When LaMarcus Aldridge was a senior at Seagoville High School, players could still jump straight to the NBA. I think I had seen a short piece on him in the Morning News, and being new to full-time feature writing after a long stint being the music editor at the Dallas Observer, I got the idea to follow him through that season, leading up to him deciding whether to go to college or enter the NBA draft.
I went to as many games as I could and interviewed him a few times. I remember introducing him to The Grey Album, since I knew he was a huge Jay-Z fan and I was a huge dork, I guess. I remember talking to him in his coach’s office a couple of days after Chris Bosh’s brother Joel hit a last-second shot at SMU’s Moody Coliseum to knock Seagoville out of the playoffs. Talking at him mostly—he was still gutted, could barely do more than mumble a few words. I remember him struggling in the McDonald’s All-Star Game and feeling bad for him, knowing that performance more or less making his decision for him.
Here is the story that resulted from all that, which I think about fairly regularly, not just because I see LaMarcus on TV but because I wrote it in the weeks after my son was born.
LaMarcus went on to the University of Texas and then the Portland Trail Blazers, where he excelled. I thought when he became a free agent, LaMarcus might have an inclination to come back to Dallas to team up with Dirk Nowitzki. But it was never close. He went to San Antonio to play with and then replace Tim Duncan, and then, earlier this season, after he fell out of the Spurs’ plans, he signed with the Brooklyn Nets.

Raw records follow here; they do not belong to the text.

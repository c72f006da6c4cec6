//! Advection and migration kernels.
//!
//! Advection in conservative weak form:
//!
//! R = −∇ψ · (s · v · u),   s = c · Π sᵢ
//!
//! with a coupled velocity v = (v_x, v_y, v_z). Electromigration
//! (Nernst–Planck) moves charged species along the potential gradient:
//!
//! R = ∇ψ · (ε · z·F/(R·T) · D · u · ∇Φ)

use log::debug;
use nalgebra::Vector3;
use serde::{Deserialize, Serialize};

use crate::constants::{default_faraday, default_gas_constant};
use crate::error::Result;
use crate::params::{
    self, collect_coupled, product, product_derivative, Coupled, CoupledInput, FieldRegistry,
};
use crate::term::{FieldSource, Kernel, QpContext};
use crate::types::FieldId;

/// `CoupledAdvection`, `PoreConcAdvection`, and `PhaseEnergyAdvection`.
#[derive(Clone, Debug, Serialize, Deserialize)]
#[serde(deny_unknown_fields)]
pub struct AdvectionConfig {
    pub variable: String,
    #[serde(default = "params::zero")]
    pub ux: CoupledInput,
    #[serde(default = "params::zero")]
    pub uy: CoupledInput,
    #[serde(default = "params::zero")]
    pub uz: CoupledInput,
    /// Porosity or volume fraction (pore and phase-energy variants)
    #[serde(default = "params::one")]
    pub porosity: CoupledInput,
    /// Phase-energy variant only
    #[serde(default = "params::one")]
    pub density: CoupledInput,
    /// Phase-energy variant only
    #[serde(default = "params::one")]
    pub specific_heat: CoupledInput,
}

/// Velocity-driven flux divergence.
#[derive(Clone, Debug)]
pub struct FluxAdvection {
    name: &'static str,
    variable: FieldId,
    coefficient: f64,
    velocity: [Coupled; 3],
    scale: Vec<Coupled>,
}

impl FluxAdvection {
    /// Build directly from resolved parts.
    pub fn from_parts(
        name: &'static str,
        variable: FieldId,
        coefficient: f64,
        velocity: [Coupled; 3],
        scale: Vec<Coupled>,
    ) -> Self {
        debug!("{name}: variable {variable}, velocity {velocity:?}");
        Self {
            name,
            variable,
            coefficient,
            velocity,
            scale,
        }
    }

    fn resolve_velocity(
        name: &'static str,
        config: &AdvectionConfig,
        registry: &FieldRegistry,
    ) -> Result<[Coupled; 3]> {
        Ok([
            registry.resolve(name, &config.ux)?,
            registry.resolve(name, &config.uy)?,
            registry.resolve(name, &config.uz)?,
        ])
    }

    pub fn coupled(config: AdvectionConfig, registry: &FieldRegistry) -> Result<Self> {
        const NAME: &str = "CoupledAdvection";
        let u = registry.resolve_field(NAME, &config.variable)?;
        let v = Self::resolve_velocity(NAME, &config, registry)?;
        Ok(Self::from_parts(NAME, u, 1.0, v, Vec::new()))
    }

    pub fn pore_conc(config: AdvectionConfig, registry: &FieldRegistry) -> Result<Self> {
        const NAME: &str = "PoreConcAdvection";
        let u = registry.resolve_field(NAME, &config.variable)?;
        let v = Self::resolve_velocity(NAME, &config, registry)?;
        let eps = registry.resolve(NAME, &config.porosity)?;
        Ok(Self::from_parts(NAME, u, 1.0, v, vec![eps]))
    }

    pub fn phase_energy(config: AdvectionConfig, registry: &FieldRegistry) -> Result<Self> {
        const NAME: &str = "PhaseEnergyAdvection";
        let u = registry.resolve_field(NAME, &config.variable)?;
        let v = Self::resolve_velocity(NAME, &config, registry)?;
        let scale = vec![
            registry.resolve(NAME, &config.porosity)?,
            registry.resolve(NAME, &config.density)?,
            registry.resolve(NAME, &config.specific_heat)?,
        ];
        Ok(Self::from_parts(NAME, u, 1.0, v, scale))
    }

    #[inline]
    fn velocity<S: FieldSource>(&self, source: &S) -> Vector3<f64> {
        Vector3::new(
            self.velocity[0].value(source),
            self.velocity[1].value(source),
            self.velocity[2].value(source),
        )
    }

    fn derivative(&self, ctx: &QpContext, wrt: FieldId) -> f64 {
        let u = ctx.fields[self.variable].value;
        let v = self.velocity(ctx);
        let s = self.coefficient * product(&self.scale, ctx);
        let v_dot_grad_test = v.dot(&ctx.grad_test);

        let mut total =
            self.coefficient * product_derivative(&self.scale, ctx, wrt) * ctx.phi * v_dot_grad_test * u;
        for (k, component) in self.velocity.iter().enumerate() {
            if component.is(wrt) {
                total += s * ctx.phi * ctx.grad_test[k] * u;
            }
        }
        if wrt == self.variable {
            total += s * v_dot_grad_test * ctx.phi;
        }
        -total
    }
}

impl Kernel for FluxAdvection {
    fn name(&self) -> &'static str {
        self.name
    }

    fn variable(&self) -> FieldId {
        self.variable
    }

    fn compute_qp_residual(&self, ctx: &QpContext) -> f64 {
        let u = ctx.fields[self.variable].value;
        let s = self.coefficient * product(&self.scale, ctx);
        -s * self.velocity(ctx).dot(&ctx.grad_test) * u
    }

    fn compute_qp_jacobian(&self, ctx: &QpContext) -> f64 {
        self.derivative(ctx, self.variable)
    }

    fn compute_qp_off_diag_jacobian(&self, ctx: &QpContext, jvar: FieldId) -> f64 {
        self.derivative(ctx, jvar)
    }

    fn coupled_fields(&self) -> Vec<FieldId> {
        collect_coupled(self.variable, self.velocity.iter().chain(&self.scale))
    }
}

/// `NernstPlanckMigration`
#[derive(Clone, Debug, Serialize, Deserialize)]
#[serde(deny_unknown_fields)]
pub struct NernstPlanckMigrationConfig {
    pub variable: String,
    /// Electric potential Φ
    pub electric_potential: String,
    #[serde(default = "params::one")]
    pub porosity: CoupledInput,
    #[serde(default = "params::one")]
    pub diffusivity: CoupledInput,
    #[serde(default = "params::standard_temperature")]
    pub temperature: CoupledInput,
    /// Ion valence z
    #[serde(default)]
    pub valence: f64,
    #[serde(default = "default_faraday")]
    pub faraday: f64,
    #[serde(default = "default_gas_constant")]
    pub gas_constant: f64,
}

/// Electromigration of a charged species.
#[derive(Clone, Debug)]
pub struct NernstPlanckMigration {
    variable: FieldId,
    potential: FieldId,
    factors: [Coupled; 2],
    temperature: Coupled,
    valence: f64,
    faraday: f64,
    gas_constant: f64,
}

impl NernstPlanckMigration {
    const NAME: &'static str = "NernstPlanckMigration";

    pub fn new(config: NernstPlanckMigrationConfig, registry: &FieldRegistry) -> Result<Self> {
        let object = Self::NAME;
        let variable = registry.resolve_field(object, &config.variable)?;
        let potential = registry.resolve_field(object, &config.electric_potential)?;
        debug!("{object}: variable {variable}, potential {potential}, z = {}", config.valence);
        Ok(Self {
            variable,
            potential,
            factors: [
                registry.resolve(object, &config.porosity)?,
                registry.resolve(object, &config.diffusivity)?,
            ],
            temperature: registry.resolve(object, &config.temperature)?,
            valence: config.valence,
            faraday: config.faraday,
            gas_constant: config.gas_constant,
        })
    }

    /// z·F/(R·T)
    #[inline]
    fn mobility_factor<S: FieldSource>(&self, source: &S) -> f64 {
        self.valence * self.faraday / (self.gas_constant * self.temperature.value(source))
    }

    fn derivative(&self, ctx: &QpContext, wrt: FieldId) -> f64 {
        let u = ctx.fields[self.variable].value;
        let grad_phi_e = ctx.fields[self.potential].gradient;
        let m = self.mobility_factor(ctx);
        let p = product(&self.factors, ctx);
        let k = m * p;
        let drive = grad_phi_e.dot(&ctx.grad_test);

        let mut total = m * product_derivative(&self.factors, ctx, wrt) * ctx.phi * u * drive;
        if self.temperature.is(wrt) {
            total -= k / self.temperature.value(ctx) * ctx.phi * u * drive;
        }
        if wrt == self.variable {
            total += k * ctx.phi * drive;
        }
        if wrt == self.potential {
            total += k * u * ctx.grad_phi.dot(&ctx.grad_test);
        }
        total
    }
}

impl Kernel for NernstPlanckMigration {
    fn name(&self) -> &'static str {
        Self::NAME
    }

    fn variable(&self) -> FieldId {
        self.variable
    }

    fn compute_qp_residual(&self, ctx: &QpContext) -> f64 {
        let u = ctx.fields[self.variable].value;
        let grad_phi_e = ctx.fields[self.potential].gradient;
        self.mobility_factor(ctx) * product(&self.factors, ctx) * u * grad_phi_e.dot(&ctx.grad_test)
    }

    fn compute_qp_jacobian(&self, ctx: &QpContext) -> f64 {
        self.derivative(ctx, self.variable)
    }

    fn compute_qp_off_diag_jacobian(&self, ctx: &QpContext, jvar: FieldId) -> f64 {
        self.derivative(ctx, jvar)
    }

    fn coupled_fields(&self) -> Vec<FieldId> {
        let potential = Coupled::Field(self.potential);
        collect_coupled(
            self.variable,
            self.factors
                .iter()
                .chain([&self.temperature, &potential]),
        )
    }
}
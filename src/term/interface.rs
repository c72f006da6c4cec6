//! Interface term contract.
//!
//! Interface terms couple a field on one subdomain ("element") to a field
//! on the subdomain across a shared boundary ("neighbor"). The element and
//! neighbor residuals are equal and opposite, so the Jacobian has four
//! blocks with sign flips between the two test sides.

use crate::types::FieldId;

use super::context::{InterfaceContext, JacobianBlock, Side};

/// Trait for interface residual/Jacobian terms.
pub trait InterfaceKernel: Send + Sync {
    /// Name of this term for debugging and logging.
    fn name(&self) -> &'static str;

    /// Primary field on the element side.
    fn variable(&self) -> FieldId;

    /// Primary field on the neighbor side.
    fn neighbor_variable(&self) -> FieldId;

    /// Residual contribution on one side.
    fn compute_qp_residual(&self, ctx: &InterfaceContext, side: Side) -> f64;

    /// One of the four Jacobian blocks.
    fn compute_qp_jacobian(&self, ctx: &InterfaceContext, block: JacobianBlock) -> f64;
}
//! Reaction kinetics shared by reaction, energy-transfer, and rate-constraint
//! kernels.
//!
//! Kinetics are composed rather than inherited: a [`ReactionKinetics`]
//! pairs a [`RateLaw`] (how the rate constants are computed) with a
//! [`ScaleFactor`] (how the rate enters a balance equation).

mod arrhenius;
mod rate_law;
mod reaction;

pub use arrhenius::Arrhenius;
pub use rate_law::RateLaw;
pub use reaction::{ReactionKinetics, ScaleFactor};
//! Electrolyte properties from a list of ions.
//!
//! Conductivity (dilute-solution Nernst–Einstein):
//!
//! σ = F²/(R·T) · Σ zᵢ²·Dᵢ·Cᵢ + σ_min
//!
//! Ionic strength (concentrations converted to mol/L):
//!
//! I = ½ Σ zᵢ²·Cᵢ
//!
//! Davies activity coefficient:
//!
//! log₁₀ γ = −A·z²·(√I/(1 + √I) − 0.3·I)

use crate::error::Result;
use crate::params::{check_lengths, Coupled, CoupledInput, FieldRegistry};
use crate::term::FieldSource;
use crate::types::{Concentration, FieldId};

/// Davies constant A for water near 25 °C.
pub const DAVIES_A: f64 = 0.509;

/// Parallel lists of ion concentrations, valences, and diffusivities.
#[derive(Clone, Debug)]
pub struct IonSet {
    concentrations: Vec<Coupled>,
    valences: Vec<f64>,
    diffusivities: Vec<Coupled>,
}

impl IonSet {
    /// Resolve ion lists. `diffusivities` may be empty when only valences
    /// are needed (ionic strength, activity).
    pub fn from_inputs(
        object: &'static str,
        concentrations: &[CoupledInput],
        valences: &[f64],
        diffusivities: &[CoupledInput],
        registry: &FieldRegistry,
    ) -> Result<Self> {
        check_lengths(
            object,
            "ion_conc",
            concentrations.len(),
            "ion_valence",
            valences.len(),
        )?;
        if !diffusivities.is_empty() {
            check_lengths(
                object,
                "ion_conc",
                concentrations.len(),
                "diffusion",
                diffusivities.len(),
            )?;
        }
        Ok(Self {
            concentrations: registry.resolve_all(object, concentrations)?,
            valences: valences.to_vec(),
            diffusivities: registry.resolve_all(object, diffusivities)?,
        })
    }

    /// Number of ions.
    pub fn len(&self) -> usize {
        self.concentrations.len()
    }

    /// Whether there are no ions.
    pub fn is_empty(&self) -> bool {
        self.concentrations.is_empty()
    }

    /// Concentration inputs.
    pub fn concentrations(&self) -> &[Coupled] {
        &self.concentrations
    }

    /// Valences.
    pub fn valences(&self) -> &[f64] {
        &self.valences
    }

    /// Diffusivity inputs (empty when not configured).
    pub fn diffusivities(&self) -> &[Coupled] {
        &self.diffusivities
    }

    /// Σ zᵢ²·Dᵢ·Cᵢ
    pub fn conduction_sum<S: FieldSource>(&self, source: &S) -> f64 {
        self.concentrations
            .iter()
            .zip(&self.valences)
            .zip(&self.diffusivities)
            .map(|((c, z), d)| z * z * d.value(source) * c.value(source))
            .sum()
    }

    /// Derivative of [`Self::conduction_sum`] with respect to `wrt`.
    pub fn conduction_sum_derivative<S: FieldSource>(&self, source: &S, wrt: FieldId) -> f64 {
        self.concentrations
            .iter()
            .zip(&self.valences)
            .zip(&self.diffusivities)
            .map(|((c, z), d)| {
                z * z * (d.indicator(wrt) * c.value(source) + d.value(source) * c.indicator(wrt))
            })
            .sum()
    }

    /// Ionic strength in mol/L, from concentrations in mol/m³.
    pub fn ionic_strength<S: FieldSource>(&self, source: &S) -> f64 {
        0.5 * self
            .concentrations
            .iter()
            .zip(&self.valences)
            .map(|(c, z)| z * z * Concentration::from_mol_per_m3(c.value(source)).mol_per_liter())
            .sum::<f64>()
    }

    /// Every coupled input.
    pub fn inputs(&self) -> Vec<Coupled> {
        self.concentrations
            .iter()
            .chain(&self.diffusivities)
            .copied()
            .collect()
    }
}

/// Davies activity coefficient for valence `z` at ionic strength `ionic_strength` (mol/L).
pub fn davies_activity_coefficient(z: f64, ionic_strength: f64) -> f64 {
    let sqrt_i = ionic_strength.max(0.0).sqrt();
    let log_gamma = -DAVIES_A * z * z * (sqrt_i / (1.0 + sqrt_i) - 0.3 * ionic_strength);
    10f64.powf(log_gamma)
}
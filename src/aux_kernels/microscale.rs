//! Integrals over the nodes of a microscale mesh.

use serde::{Deserialize, Serialize};

use crate::error::Result;
use crate::microscale::MicroscaleGeometry;
use crate::params::FieldRegistry;
use crate::term::{AuxContext, AuxKernel};
use crate::types::FieldId;

/// Shared by `MicroscaleIntegralAverage` and `MicroscaleIntegralTotal`.
#[derive(Clone, Debug, Serialize, Deserialize)]
#[serde(deny_unknown_fields)]
pub struct MicroscaleIntegralConfig {
    pub variable: String,
    /// Node fields ordered from the centre (node 0) outward
    pub micro_vars: Vec<String>,
    pub micro_length: f64,
    #[serde(default)]
    pub coord_id: u32,
}

/// Trapezoid integral of the node fields, optionally normalised by the
/// integral of the geometry weight.
#[derive(Clone, Debug)]
pub struct MicroscaleIntegral {
    name: &'static str,
    variable: FieldId,
    nodes: Vec<FieldId>,
    weights: Vec<f64>,
    normalise: bool,
}

impl MicroscaleIntegral {
    fn build(
        name: &'static str,
        config: MicroscaleIntegralConfig,
        registry: &FieldRegistry,
        normalise: bool,
    ) -> Result<Self> {
        let coordinates = MicroscaleGeometry::coordinates_from_id(name, config.coord_id)?;
        let geometry =
            MicroscaleGeometry::new(name, config.micro_vars.len(), config.micro_length, coordinates)?;
        let nodes = config
            .micro_vars
            .iter()
            .map(|v| registry.resolve_field(name, v))
            .collect::<Result<Vec<_>>>()?;
        Ok(Self {
            name,
            variable: registry.resolve_field(name, &config.variable)?,
            nodes,
            weights: geometry.integration_weights(),
            normalise,
        })
    }

    /// Σ wₗ·uₗ / Σ wₗ
    pub fn average(config: MicroscaleIntegralConfig, registry: &FieldRegistry) -> Result<Self> {
        Self::build("MicroscaleIntegralAverage", config, registry, true)
    }

    /// Σ wₗ·uₗ
    pub fn total(config: MicroscaleIntegralConfig, registry: &FieldRegistry) -> Result<Self> {
        Self::build("MicroscaleIntegralTotal", config, registry, false)
    }
}

impl AuxKernel for MicroscaleIntegral {
    fn name(&self) -> &'static str {
        self.name
    }

    fn variable(&self) -> FieldId {
        self.variable
    }

    fn compute_value(&self, ctx: &AuxContext) -> f64 {
        let total: f64 = self
            .nodes
            .iter()
            .zip(&self.weights)
            .map(|(&id, w)| w * ctx.fields[id].value)
            .sum();
        if self.normalise {
            total / self.weights.iter().sum::<f64>()
        } else {
            total
        }
    }
}

#[cfg(test)]
mod tests {
    use super::*;
    use crate::error::ConfigurationError;
    use crate::term::FieldValue;

    const TOL: f64 = 1e-12;

    fn config(coord_id: u32) -> (FieldRegistry, MicroscaleIntegralConfig) {
        let reg = FieldRegistry::with_fields(["avg", "q0", "q1", "q2", "q3", "q4"]);
        let cfg = MicroscaleIntegralConfig {
            variable: "avg".into(),
            micro_vars: ["q0", "q1", "q2", "q3", "q4"].map(String::from).to_vec(),
            micro_length: 2.0,
            coord_id,
        };
        (reg, cfg)
    }

    #[test]
    fn test_uniform_field_average_is_value() {
        let (reg, cfg) = config(2);
        let aux = MicroscaleIntegral::average(cfg, &reg).unwrap();
        let mut f = [FieldValue::new(3.5); 6];
        f[0] = FieldValue::new(0.0);
        assert!((aux.compute_value(&AuxContext::new(&f)) - 3.5).abs() < TOL);
    }

    #[test]
    fn test_planar_total_is_trapezoid() {
        let (reg, cfg) = config(0);
        let aux = MicroscaleIntegral::total(cfg, &reg).unwrap();
        // u = r on [0, 2]: exact integral 2, trapezoid exact for linear data
        let f = [0.0, 0.0, 0.5, 1.0, 1.5, 2.0].map(FieldValue::new);
        assert!((aux.compute_value(&AuxContext::new(&f)) - 2.0).abs() < TOL);
    }

    #[test]
    fn test_single_node_rejected() {
        let reg = FieldRegistry::with_fields(["avg", "q0"]);
        let err = MicroscaleIntegral::total(
            MicroscaleIntegralConfig {
                variable: "avg".into(),
                micro_vars: vec!["q0".into()],
                micro_length: 1.0,
                coord_id: 0,
            },
            &reg,
        )
        .unwrap_err();
        assert!(matches!(err, ConfigurationError::OutOfRange { parameter: "num_nodes", .. }));
    }
}
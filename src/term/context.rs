//! Per-point evaluation contexts supplied by the host.
//!
//! A context is built fresh for every evaluation call and borrowed by the
//! term for the duration of that call only. Terms never store a context.

use nalgebra::Vector3;

use crate::types::{FieldId, PostprocessorId};

/// State of one field at one quadrature point (or node).
#[derive(Clone, Copy, Debug, Default, PartialEq)]
pub struct FieldValue {
    /// Current value
    pub value: f64,
    /// Value at the previous time step
    pub old: f64,
    /// Spatial gradient
    pub gradient: Vector3<f64>,
    /// Time derivative
    pub dot: f64,
}

impl FieldValue {
    /// A field with a value and zero gradient.
    pub fn new(value: f64) -> Self {
        Self {
            value,
            old: value,
            gradient: Vector3::zeros(),
            dot: 0.0,
        }
    }

    /// Set the gradient.
    pub fn with_gradient(mut self, gradient: Vector3<f64>) -> Self {
        self.gradient = gradient;
        self
    }

    /// Set the old value.
    pub fn with_old(mut self, old: f64) -> Self {
        self.old = old;
        self
    }

    /// Set the time derivative.
    pub fn with_dot(mut self, dot: f64) -> Self {
        self.dot = dot;
        self
    }
}

/// Anything that exposes a per-point field table.
pub trait FieldSource {
    /// All field values at this point, indexed by [`FieldId`].
    fn fields(&self) -> &[FieldValue];

    /// Postprocessor values, indexed by [`PostprocessorId`].
    fn postprocessors(&self) -> &[f64];

    /// Value of one field.
    #[inline]
    fn field(&self, id: FieldId) -> &FieldValue {
        &self.fields()[id]
    }

    /// Value of one postprocessor.
    #[inline]
    fn postprocessor(&self, id: PostprocessorId) -> f64 {
        self.postprocessors()[id]
    }
}

/// Context for volumetric and integrated-boundary term evaluation.
///
/// Provides everything needed to evaluate one term at one quadrature point
/// for one (test, trial) function pair.
#[derive(Clone, Copy, Debug)]
pub struct QpContext<'a> {
    /// All field values at this point
    pub fields: &'a [FieldValue],
    /// Postprocessor values
    pub postprocessors: &'a [f64],
    /// Test function value ψ_i
    pub test: f64,
    /// Test function gradient ∇ψ_i
    pub grad_test: Vector3<f64>,
    /// Trial (shape) function value φ_j
    pub phi: f64,
    /// Trial function gradient ∇φ_j
    pub grad_phi: Vector3<f64>,
    /// Current simulation time
    pub time: f64,
    /// Current time step size
    pub dt: f64,
    /// Derivative of a field's time derivative with respect to its value
    pub du_dot_du: f64,
    /// Physical position of the point
    pub position: Vector3<f64>,
    /// Outward unit normal (zero for volumetric points)
    pub normal: Vector3<f64>,
}

impl<'a> QpContext<'a> {
    /// Create a context with unit test/trial functions and zero gradients.
    pub fn new(fields: &'a [FieldValue]) -> Self {
        Self {
            fields,
            postprocessors: &[],
            test: 1.0,
            grad_test: Vector3::zeros(),
            phi: 1.0,
            grad_phi: Vector3::zeros(),
            time: 0.0,
            dt: 1.0,
            du_dot_du: 1.0,
            position: Vector3::zeros(),
            normal: Vector3::zeros(),
        }
    }

    /// Set the test function value and gradient.
    pub fn with_test(mut self, test: f64, grad_test: Vector3<f64>) -> Self {
        self.test = test;
        self.grad_test = grad_test;
        self
    }

    /// Set the trial function value and gradient.
    pub fn with_trial(mut self, phi: f64, grad_phi: Vector3<f64>) -> Self {
        self.phi = phi;
        self.grad_phi = grad_phi;
        self
    }

    /// Set time and step size; `du_dot_du` becomes the implicit-Euler `1/dt`.
    pub fn with_time(mut self, time: f64, dt: f64) -> Self {
        self.time = time;
        self.dt = dt;
        if dt > 0.0 {
            self.du_dot_du = 1.0 / dt;
        }
        self
    }

    /// Override `du_dot_du` for other time integrators.
    pub fn with_du_dot_du(mut self, du_dot_du: f64) -> Self {
        self.du_dot_du = du_dot_du;
        self
    }

    /// Set postprocessor values.
    pub fn with_postprocessors(mut self, postprocessors: &'a [f64]) -> Self {
        self.postprocessors = postprocessors;
        self
    }

    /// Set the outward normal (boundary points).
    pub fn with_normal(mut self, normal: Vector3<f64>) -> Self {
        self.normal = normal;
        self
    }

    /// Set the position.
    pub fn with_position(mut self, position: Vector3<f64>) -> Self {
        self.position = position;
        self
    }

    /// Same context over a different field table.
    pub fn with_fields(mut self, fields: &'a [FieldValue]) -> Self {
        self.fields = fields;
        self
    }
}

impl FieldSource for QpContext<'_> {
    #[inline]
    fn fields(&self) -> &[FieldValue] {
        self.fields
    }

    #[inline]
    fn postprocessors(&self) -> &[f64] {
        self.postprocessors
    }
}

/// Context for auxiliary evaluators and initial conditions.
#[derive(Clone, Copy, Debug)]
pub struct AuxContext<'a> {
    /// All field values at this point
    pub fields: &'a [FieldValue],
    /// Postprocessor values
    pub postprocessors: &'a [f64],
    /// Current simulation time
    pub time: f64,
    /// Current time step size
    pub dt: f64,
    /// Physical position
    pub position: Vector3<f64>,
    /// Current value of the auxiliary variable being computed
    pub current: f64,
    /// Value of the auxiliary variable at the previous step
    pub old: f64,
}

impl<'a> AuxContext<'a> {
    /// Create a context at time zero.
    pub fn new(fields: &'a [FieldValue]) -> Self {
        Self {
            fields,
            postprocessors: &[],
            time: 0.0,
            dt: 1.0,
            position: Vector3::zeros(),
            current: 0.0,
            old: 0.0,
        }
    }

    /// Set time and step size.
    pub fn with_time(mut self, time: f64, dt: f64) -> Self {
        self.time = time;
        self.dt = dt;
        self
    }

    /// Set current and old values of the auxiliary variable.
    pub fn with_current(mut self, current: f64, old: f64) -> Self {
        self.current = current;
        self.old = old;
        self
    }

    /// Set postprocessor values.
    pub fn with_postprocessors(mut self, postprocessors: &'a [f64]) -> Self {
        self.postprocessors = postprocessors;
        self
    }

    /// Set the position.
    pub fn with_position(mut self, position: Vector3<f64>) -> Self {
        self.position = position;
        self
    }
}

impl FieldSource for AuxContext<'_> {
    #[inline]
    fn fields(&self) -> &[FieldValue] {
        self.fields
    }

    #[inline]
    fn postprocessors(&self) -> &[f64] {
        self.postprocessors
    }
}

/// Which side of an interface a residual belongs to.
#[derive(Clone, Copy, Debug, PartialEq, Eq, Hash)]
pub enum Side {
    /// The primary subdomain
    Element,
    /// The subdomain across the interface
    Neighbor,
}

/// Jacobian block of an interface term: (test side, trial side).
#[derive(Clone, Copy, Debug, PartialEq, Eq, Hash)]
pub enum JacobianBlock {
    /// Element residual w.r.t. element variable
    ElementElement,
    /// Element residual w.r.t. neighbor variable
    ElementNeighbor,
    /// Neighbor residual w.r.t. element variable
    NeighborElement,
    /// Neighbor residual w.r.t. neighbor variable
    NeighborNeighbor,
}

impl JacobianBlock {
    /// All four blocks.
    pub const ALL: [JacobianBlock; 4] = [
        JacobianBlock::ElementElement,
        JacobianBlock::ElementNeighbor,
        JacobianBlock::NeighborElement,
        JacobianBlock::NeighborNeighbor,
    ];

    /// Side whose test function multiplies this block.
    pub fn test_side(self) -> Side {
        match self {
            Self::ElementElement | Self::ElementNeighbor => Side::Element,
            Self::NeighborElement | Self::NeighborNeighbor => Side::Neighbor,
        }
    }

    /// Side whose trial function this block differentiates against.
    pub fn trial_side(self) -> Side {
        match self {
            Self::ElementElement | Self::NeighborElement => Side::Element,
            Self::ElementNeighbor | Self::NeighborNeighbor => Side::Neighbor,
        }
    }
}

/// Context for interface terms on a shared boundary between two subdomains.
#[derive(Clone, Copy, Debug)]
pub struct InterfaceContext<'a> {
    /// Field values on the element side
    pub element_fields: &'a [FieldValue],
    /// Field values on the neighbor side
    pub neighbor_fields: &'a [FieldValue],
    /// Element-side test function value
    pub test: f64,
    /// Neighbor-side test function value
    pub test_neighbor: f64,
    /// Element-side trial function value
    pub phi: f64,
    /// Neighbor-side trial function value
    pub phi_neighbor: f64,
    /// Current simulation time
    pub time: f64,
    /// Outward normal from the element side
    pub normal: Vector3<f64>,
}

impl<'a> InterfaceContext<'a> {
    /// Create an interface context with unit test/trial functions.
    pub fn new(element_fields: &'a [FieldValue], neighbor_fields: &'a [FieldValue]) -> Self {
        Self {
            element_fields,
            neighbor_fields,
            test: 1.0,
            test_neighbor: 1.0,
            phi: 1.0,
            phi_neighbor: 1.0,
            time: 0.0,
            normal: Vector3::zeros(),
        }
    }

    /// Set test function values on both sides.
    pub fn with_test(mut self, test: f64, test_neighbor: f64) -> Self {
        self.test = test;
        self.test_neighbor = test_neighbor;
        self
    }

    /// Set trial function values on both sides.
    pub fn with_trial(mut self, phi: f64, phi_neighbor: f64) -> Self {
        self.phi = phi;
        self.phi_neighbor = phi_neighbor;
        self
    }

    /// Field table of one side.
    #[inline]
    pub fn side_fields(&self, side: Side) -> &'a [FieldValue] {
        match side {
            Side::Element => self.element_fields,
            Side::Neighbor => self.neighbor_fields,
        }
    }

    /// Test function of one side.
    #[inline]
    pub fn side_test(&self, side: Side) -> f64 {
        match side {
            Side::Element => self.test,
            Side::Neighbor => self.test_neighbor,
        }
    }

    /// Trial function of one side.
    #[inline]
    pub fn side_phi(&self, side: Side) -> f64 {
        match side {
            Side::Element => self.phi,
            Side::Neighbor => self.phi_neighbor,
        }
    }
}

And now, today, after seven All-Star appearances, five All-NBA teams, and what feels like tens of thousands of 20-foot jumpers, LaMarcus has announced his retirement from the NBA, following a scare with an irregular heart beat. Is he a Hall of Famer? Who knows, and that’s a discussion for another time. He did just about everything he set out to do, and that’s more than enough. I hope the next stage goes as well for him.